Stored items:
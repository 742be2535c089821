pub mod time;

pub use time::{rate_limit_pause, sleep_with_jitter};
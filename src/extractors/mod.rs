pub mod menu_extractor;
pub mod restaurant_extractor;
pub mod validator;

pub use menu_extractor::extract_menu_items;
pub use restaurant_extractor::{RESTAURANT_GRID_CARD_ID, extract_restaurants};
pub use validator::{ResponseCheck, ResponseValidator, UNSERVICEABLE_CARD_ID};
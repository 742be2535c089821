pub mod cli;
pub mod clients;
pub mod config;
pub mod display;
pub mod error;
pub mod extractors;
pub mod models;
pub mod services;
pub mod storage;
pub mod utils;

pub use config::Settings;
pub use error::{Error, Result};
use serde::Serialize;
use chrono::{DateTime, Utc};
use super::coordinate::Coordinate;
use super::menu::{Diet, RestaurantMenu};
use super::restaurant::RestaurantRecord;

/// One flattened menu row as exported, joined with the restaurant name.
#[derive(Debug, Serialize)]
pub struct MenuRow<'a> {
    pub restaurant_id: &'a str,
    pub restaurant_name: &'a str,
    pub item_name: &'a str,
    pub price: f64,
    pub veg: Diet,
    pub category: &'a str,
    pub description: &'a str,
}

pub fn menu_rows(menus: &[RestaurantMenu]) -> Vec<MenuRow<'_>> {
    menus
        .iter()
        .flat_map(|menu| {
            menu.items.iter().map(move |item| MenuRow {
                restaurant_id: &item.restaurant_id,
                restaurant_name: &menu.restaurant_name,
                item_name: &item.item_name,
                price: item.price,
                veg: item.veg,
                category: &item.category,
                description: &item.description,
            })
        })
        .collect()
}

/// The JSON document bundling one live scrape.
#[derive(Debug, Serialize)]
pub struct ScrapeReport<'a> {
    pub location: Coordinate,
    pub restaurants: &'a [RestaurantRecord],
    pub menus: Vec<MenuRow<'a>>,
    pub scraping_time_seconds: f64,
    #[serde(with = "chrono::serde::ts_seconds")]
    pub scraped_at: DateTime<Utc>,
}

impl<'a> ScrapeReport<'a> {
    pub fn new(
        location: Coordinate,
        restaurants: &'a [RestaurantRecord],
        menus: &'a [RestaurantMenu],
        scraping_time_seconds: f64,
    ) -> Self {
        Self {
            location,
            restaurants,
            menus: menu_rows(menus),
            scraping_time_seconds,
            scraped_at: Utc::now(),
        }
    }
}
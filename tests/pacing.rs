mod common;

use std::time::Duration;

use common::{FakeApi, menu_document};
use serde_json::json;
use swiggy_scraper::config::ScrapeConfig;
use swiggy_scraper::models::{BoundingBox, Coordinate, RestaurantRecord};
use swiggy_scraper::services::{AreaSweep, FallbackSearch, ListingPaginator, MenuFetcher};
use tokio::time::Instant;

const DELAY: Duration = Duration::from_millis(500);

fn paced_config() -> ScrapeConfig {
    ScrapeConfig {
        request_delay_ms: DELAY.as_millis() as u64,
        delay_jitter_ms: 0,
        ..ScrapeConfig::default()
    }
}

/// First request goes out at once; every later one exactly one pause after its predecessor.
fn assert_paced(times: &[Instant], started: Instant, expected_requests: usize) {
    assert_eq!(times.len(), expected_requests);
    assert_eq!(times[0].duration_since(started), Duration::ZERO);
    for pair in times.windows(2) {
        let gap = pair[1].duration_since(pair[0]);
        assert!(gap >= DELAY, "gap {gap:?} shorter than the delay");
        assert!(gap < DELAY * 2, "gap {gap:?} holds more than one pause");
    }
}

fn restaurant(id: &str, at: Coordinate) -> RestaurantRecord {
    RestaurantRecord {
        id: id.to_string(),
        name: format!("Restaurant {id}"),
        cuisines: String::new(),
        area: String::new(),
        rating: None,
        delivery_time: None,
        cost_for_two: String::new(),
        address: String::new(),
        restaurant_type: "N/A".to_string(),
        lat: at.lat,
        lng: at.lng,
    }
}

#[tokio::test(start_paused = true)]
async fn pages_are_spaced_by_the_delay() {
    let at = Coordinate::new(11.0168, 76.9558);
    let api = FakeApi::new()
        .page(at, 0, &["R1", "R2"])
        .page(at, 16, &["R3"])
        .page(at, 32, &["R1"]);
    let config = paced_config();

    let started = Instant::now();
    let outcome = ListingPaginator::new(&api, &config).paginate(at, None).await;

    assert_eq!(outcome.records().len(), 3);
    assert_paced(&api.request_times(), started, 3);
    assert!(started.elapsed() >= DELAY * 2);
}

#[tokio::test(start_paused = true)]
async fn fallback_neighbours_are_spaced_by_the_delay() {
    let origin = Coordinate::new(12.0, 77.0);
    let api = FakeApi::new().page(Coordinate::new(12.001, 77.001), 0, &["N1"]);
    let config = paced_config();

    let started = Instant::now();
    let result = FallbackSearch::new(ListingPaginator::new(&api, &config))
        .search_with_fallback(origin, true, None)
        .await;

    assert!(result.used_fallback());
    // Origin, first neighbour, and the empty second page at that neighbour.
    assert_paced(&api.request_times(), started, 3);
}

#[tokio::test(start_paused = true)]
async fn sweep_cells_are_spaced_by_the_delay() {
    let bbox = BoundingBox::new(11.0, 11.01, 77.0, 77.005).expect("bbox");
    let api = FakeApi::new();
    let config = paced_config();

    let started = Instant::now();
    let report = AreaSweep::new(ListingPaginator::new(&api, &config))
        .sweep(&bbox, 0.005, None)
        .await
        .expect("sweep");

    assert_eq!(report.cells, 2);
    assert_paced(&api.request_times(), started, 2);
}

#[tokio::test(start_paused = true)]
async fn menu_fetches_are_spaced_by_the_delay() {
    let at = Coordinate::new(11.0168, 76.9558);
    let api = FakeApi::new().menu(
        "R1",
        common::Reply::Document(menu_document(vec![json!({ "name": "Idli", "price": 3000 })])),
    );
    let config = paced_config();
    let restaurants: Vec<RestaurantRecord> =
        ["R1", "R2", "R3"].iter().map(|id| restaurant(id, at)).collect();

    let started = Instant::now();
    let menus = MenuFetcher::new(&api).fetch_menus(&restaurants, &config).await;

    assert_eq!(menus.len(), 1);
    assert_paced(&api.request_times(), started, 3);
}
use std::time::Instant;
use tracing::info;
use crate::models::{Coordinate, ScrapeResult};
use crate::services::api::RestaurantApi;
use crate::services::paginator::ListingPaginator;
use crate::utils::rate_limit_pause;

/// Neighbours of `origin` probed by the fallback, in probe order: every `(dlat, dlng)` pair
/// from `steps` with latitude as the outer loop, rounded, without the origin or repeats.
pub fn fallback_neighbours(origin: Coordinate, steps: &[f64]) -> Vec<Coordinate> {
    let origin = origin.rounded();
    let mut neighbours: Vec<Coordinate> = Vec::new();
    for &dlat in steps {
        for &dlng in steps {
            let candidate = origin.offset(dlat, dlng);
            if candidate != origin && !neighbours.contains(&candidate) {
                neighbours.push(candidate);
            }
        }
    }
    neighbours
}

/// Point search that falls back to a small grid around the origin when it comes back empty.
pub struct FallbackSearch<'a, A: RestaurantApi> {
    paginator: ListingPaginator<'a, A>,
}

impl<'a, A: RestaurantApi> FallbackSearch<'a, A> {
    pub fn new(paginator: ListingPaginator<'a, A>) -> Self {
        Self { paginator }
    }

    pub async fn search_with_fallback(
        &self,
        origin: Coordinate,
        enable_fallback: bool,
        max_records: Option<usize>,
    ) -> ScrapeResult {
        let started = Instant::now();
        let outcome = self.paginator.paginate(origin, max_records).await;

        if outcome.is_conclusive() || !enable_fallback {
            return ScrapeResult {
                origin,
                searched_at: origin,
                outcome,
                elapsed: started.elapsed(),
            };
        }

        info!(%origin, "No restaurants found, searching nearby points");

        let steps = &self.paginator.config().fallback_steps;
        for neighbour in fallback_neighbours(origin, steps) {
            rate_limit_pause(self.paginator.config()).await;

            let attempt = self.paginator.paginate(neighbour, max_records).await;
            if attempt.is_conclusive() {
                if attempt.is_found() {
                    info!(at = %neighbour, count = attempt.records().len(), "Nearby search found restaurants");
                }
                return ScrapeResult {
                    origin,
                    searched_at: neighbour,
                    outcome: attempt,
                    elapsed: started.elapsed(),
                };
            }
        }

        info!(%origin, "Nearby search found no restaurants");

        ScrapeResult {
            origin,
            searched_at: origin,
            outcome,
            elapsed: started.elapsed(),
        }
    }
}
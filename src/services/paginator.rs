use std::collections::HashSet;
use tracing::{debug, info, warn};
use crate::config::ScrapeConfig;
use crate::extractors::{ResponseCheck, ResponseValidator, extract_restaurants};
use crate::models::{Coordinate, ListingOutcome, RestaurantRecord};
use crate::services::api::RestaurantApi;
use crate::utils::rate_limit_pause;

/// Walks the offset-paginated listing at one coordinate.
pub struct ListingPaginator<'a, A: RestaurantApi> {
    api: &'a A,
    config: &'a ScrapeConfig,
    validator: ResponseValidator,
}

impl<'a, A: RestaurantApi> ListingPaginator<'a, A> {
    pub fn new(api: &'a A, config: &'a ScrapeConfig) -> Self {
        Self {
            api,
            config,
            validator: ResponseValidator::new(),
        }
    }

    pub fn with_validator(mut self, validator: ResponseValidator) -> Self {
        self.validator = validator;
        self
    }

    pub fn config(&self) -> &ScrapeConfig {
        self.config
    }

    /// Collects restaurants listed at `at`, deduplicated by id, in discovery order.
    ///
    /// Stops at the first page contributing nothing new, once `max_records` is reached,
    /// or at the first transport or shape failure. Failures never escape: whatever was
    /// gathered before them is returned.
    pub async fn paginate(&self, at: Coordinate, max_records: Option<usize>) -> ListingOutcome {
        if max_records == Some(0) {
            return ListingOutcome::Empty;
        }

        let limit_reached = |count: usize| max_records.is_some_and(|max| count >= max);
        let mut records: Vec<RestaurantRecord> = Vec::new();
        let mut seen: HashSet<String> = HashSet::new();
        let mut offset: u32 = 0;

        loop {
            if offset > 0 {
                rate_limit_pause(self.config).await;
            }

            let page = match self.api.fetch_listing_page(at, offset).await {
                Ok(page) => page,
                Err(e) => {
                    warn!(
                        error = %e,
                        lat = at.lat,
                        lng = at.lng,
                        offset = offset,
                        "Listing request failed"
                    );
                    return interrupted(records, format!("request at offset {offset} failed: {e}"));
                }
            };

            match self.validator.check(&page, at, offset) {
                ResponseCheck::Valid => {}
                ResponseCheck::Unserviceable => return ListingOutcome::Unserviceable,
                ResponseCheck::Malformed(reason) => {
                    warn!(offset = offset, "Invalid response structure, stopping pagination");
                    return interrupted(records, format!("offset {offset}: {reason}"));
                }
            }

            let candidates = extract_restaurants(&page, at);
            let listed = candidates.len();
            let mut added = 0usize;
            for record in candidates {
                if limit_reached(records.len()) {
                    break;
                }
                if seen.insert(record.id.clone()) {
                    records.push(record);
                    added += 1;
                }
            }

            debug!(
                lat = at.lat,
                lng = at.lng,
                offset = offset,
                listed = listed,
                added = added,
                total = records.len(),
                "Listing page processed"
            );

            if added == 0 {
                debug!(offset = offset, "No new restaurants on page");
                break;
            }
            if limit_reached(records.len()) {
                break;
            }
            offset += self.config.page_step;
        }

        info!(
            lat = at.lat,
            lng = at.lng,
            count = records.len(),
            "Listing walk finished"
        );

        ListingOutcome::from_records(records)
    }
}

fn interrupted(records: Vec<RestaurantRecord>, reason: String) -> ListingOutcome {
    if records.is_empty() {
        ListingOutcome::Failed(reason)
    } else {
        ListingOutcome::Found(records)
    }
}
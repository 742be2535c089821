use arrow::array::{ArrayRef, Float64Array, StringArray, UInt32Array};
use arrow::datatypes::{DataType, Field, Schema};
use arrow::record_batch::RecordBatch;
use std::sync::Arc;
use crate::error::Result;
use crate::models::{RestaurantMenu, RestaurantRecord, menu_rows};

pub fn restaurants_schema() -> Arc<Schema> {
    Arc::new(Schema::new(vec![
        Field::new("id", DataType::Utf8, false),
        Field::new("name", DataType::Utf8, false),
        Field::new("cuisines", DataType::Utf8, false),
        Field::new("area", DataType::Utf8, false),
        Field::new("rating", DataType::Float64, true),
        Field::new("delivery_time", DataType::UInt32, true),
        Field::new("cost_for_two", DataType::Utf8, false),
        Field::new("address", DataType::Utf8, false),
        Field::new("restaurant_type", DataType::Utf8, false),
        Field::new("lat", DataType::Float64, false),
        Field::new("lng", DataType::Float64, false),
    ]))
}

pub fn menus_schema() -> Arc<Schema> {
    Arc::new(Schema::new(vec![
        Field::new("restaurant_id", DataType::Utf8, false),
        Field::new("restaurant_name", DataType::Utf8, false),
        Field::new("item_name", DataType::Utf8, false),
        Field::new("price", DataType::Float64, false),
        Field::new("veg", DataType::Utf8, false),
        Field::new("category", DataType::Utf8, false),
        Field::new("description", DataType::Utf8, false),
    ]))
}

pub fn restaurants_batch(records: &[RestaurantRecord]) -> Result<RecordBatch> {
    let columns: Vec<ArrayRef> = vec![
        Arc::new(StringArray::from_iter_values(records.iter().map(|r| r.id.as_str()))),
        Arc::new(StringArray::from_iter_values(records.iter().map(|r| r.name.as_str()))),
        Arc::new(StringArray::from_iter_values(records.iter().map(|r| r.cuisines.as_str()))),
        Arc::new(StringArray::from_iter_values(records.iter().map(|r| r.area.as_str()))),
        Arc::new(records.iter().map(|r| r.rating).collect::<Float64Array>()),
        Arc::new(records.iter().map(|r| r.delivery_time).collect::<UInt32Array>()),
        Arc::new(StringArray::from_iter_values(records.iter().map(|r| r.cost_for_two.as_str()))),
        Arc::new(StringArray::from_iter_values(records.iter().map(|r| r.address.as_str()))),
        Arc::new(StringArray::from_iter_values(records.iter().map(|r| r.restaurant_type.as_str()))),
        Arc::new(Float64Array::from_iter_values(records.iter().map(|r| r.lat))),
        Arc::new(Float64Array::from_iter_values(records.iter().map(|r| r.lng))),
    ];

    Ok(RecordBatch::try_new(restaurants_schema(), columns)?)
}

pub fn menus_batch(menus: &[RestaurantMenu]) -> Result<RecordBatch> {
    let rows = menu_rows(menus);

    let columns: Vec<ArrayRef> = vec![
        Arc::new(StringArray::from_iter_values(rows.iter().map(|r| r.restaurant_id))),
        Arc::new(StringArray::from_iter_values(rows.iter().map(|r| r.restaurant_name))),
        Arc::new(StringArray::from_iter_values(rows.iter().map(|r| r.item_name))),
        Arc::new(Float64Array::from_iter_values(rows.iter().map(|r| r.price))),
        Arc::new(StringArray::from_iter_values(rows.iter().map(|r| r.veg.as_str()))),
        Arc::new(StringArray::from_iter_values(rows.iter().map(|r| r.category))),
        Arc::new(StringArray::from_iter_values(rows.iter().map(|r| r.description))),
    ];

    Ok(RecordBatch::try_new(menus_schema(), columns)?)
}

* [ASSIGNMENT] Identify each line in the records above containing the word "every"; copy those lines.

* [PROBLEM SOLUTION]
/// First request goes out at once; every later one exactly one pause after its predecessor.
/// Neighbours of `origin` probed by the fallback, in probe order: every `(dlat, dlng)` pair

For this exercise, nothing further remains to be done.